• [EXERCISE REQUIREMENTS]:
For the records below, give the number of lines in which "LabeledMessage" appears, and add nothing else.

Saved entries:

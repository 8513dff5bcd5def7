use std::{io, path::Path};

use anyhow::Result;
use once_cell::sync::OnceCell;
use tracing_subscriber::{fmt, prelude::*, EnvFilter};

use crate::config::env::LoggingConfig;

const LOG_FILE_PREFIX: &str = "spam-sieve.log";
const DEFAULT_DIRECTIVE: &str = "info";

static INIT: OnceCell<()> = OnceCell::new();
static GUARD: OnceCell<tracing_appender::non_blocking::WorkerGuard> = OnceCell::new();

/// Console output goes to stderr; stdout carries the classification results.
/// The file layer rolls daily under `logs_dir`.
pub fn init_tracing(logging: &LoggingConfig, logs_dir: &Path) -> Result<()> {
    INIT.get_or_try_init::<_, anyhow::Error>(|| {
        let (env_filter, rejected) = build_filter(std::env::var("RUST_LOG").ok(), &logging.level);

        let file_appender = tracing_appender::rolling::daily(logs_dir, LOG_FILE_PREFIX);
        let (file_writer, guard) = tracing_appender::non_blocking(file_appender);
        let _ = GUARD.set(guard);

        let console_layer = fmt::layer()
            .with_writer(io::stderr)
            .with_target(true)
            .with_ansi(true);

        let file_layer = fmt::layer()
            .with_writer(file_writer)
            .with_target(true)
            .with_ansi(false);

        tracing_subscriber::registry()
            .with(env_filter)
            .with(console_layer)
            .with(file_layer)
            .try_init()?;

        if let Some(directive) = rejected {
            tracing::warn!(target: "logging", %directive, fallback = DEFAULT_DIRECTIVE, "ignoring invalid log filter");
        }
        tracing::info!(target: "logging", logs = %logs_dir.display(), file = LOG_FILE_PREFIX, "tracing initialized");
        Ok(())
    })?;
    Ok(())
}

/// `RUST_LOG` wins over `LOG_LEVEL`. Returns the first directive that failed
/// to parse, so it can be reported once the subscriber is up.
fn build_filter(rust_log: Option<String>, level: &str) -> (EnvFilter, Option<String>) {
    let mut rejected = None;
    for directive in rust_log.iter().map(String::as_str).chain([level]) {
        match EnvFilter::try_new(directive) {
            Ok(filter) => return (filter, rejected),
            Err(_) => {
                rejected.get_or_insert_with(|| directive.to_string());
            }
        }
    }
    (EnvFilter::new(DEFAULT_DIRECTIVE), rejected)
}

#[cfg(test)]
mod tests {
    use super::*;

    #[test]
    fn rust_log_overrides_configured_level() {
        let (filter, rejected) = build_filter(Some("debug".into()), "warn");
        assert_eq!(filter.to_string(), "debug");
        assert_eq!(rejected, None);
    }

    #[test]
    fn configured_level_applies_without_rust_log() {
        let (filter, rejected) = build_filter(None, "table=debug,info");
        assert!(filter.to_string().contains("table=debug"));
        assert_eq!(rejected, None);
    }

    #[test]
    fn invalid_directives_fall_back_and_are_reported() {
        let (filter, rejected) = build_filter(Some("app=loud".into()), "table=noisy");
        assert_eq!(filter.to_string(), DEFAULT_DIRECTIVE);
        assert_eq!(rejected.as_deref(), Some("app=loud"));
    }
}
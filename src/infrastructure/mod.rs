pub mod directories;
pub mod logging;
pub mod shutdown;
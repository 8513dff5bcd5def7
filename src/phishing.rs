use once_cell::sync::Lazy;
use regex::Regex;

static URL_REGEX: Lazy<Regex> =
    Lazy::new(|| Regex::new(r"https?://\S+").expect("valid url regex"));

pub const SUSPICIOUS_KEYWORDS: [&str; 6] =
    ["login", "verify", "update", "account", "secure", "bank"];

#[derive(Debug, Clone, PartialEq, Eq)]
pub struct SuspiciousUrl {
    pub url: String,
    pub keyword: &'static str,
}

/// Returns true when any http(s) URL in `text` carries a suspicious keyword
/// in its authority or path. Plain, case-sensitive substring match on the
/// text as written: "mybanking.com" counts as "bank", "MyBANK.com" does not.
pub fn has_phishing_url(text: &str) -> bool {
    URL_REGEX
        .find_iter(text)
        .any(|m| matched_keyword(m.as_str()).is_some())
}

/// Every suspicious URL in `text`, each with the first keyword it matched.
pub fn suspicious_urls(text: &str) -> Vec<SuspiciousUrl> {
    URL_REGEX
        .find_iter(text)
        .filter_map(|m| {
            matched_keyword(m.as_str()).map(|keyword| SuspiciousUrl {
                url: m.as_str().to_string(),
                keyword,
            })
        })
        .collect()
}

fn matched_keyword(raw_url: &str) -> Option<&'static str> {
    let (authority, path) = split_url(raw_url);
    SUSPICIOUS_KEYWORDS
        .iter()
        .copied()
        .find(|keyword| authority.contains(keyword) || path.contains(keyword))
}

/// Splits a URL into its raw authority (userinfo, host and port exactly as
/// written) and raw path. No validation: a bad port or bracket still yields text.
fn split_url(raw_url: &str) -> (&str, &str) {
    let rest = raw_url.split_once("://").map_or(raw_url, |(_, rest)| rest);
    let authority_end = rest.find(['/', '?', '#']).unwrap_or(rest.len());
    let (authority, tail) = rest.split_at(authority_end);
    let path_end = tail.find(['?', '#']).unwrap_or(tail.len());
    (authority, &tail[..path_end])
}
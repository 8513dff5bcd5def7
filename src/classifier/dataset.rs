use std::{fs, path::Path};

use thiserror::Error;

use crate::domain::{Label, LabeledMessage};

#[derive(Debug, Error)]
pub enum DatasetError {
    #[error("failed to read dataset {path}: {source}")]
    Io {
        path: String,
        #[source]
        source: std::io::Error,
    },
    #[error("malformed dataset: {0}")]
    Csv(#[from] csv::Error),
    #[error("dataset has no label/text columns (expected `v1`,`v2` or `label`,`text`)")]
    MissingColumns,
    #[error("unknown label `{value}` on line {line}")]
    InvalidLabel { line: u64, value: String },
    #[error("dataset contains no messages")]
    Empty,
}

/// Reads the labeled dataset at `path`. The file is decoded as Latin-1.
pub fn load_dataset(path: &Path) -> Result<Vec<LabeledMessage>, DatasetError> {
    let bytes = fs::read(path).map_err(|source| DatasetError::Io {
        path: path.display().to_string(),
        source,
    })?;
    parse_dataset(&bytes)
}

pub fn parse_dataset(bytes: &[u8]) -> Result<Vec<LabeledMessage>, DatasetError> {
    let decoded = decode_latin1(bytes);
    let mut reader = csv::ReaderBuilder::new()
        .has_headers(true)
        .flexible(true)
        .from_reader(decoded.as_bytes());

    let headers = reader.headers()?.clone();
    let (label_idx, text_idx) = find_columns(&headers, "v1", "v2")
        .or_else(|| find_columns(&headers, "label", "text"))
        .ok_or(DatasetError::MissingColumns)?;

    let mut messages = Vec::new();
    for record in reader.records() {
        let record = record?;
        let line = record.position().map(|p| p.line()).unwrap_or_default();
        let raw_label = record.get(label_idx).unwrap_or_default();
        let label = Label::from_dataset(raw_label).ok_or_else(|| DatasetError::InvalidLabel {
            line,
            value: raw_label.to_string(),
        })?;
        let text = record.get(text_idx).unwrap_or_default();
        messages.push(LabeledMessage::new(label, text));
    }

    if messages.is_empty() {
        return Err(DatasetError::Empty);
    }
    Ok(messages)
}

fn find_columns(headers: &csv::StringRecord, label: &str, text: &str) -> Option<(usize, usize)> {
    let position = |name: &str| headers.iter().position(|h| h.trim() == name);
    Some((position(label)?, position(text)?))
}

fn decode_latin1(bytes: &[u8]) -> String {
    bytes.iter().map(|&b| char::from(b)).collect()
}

• [ANSWER TO THIS TASK]:
4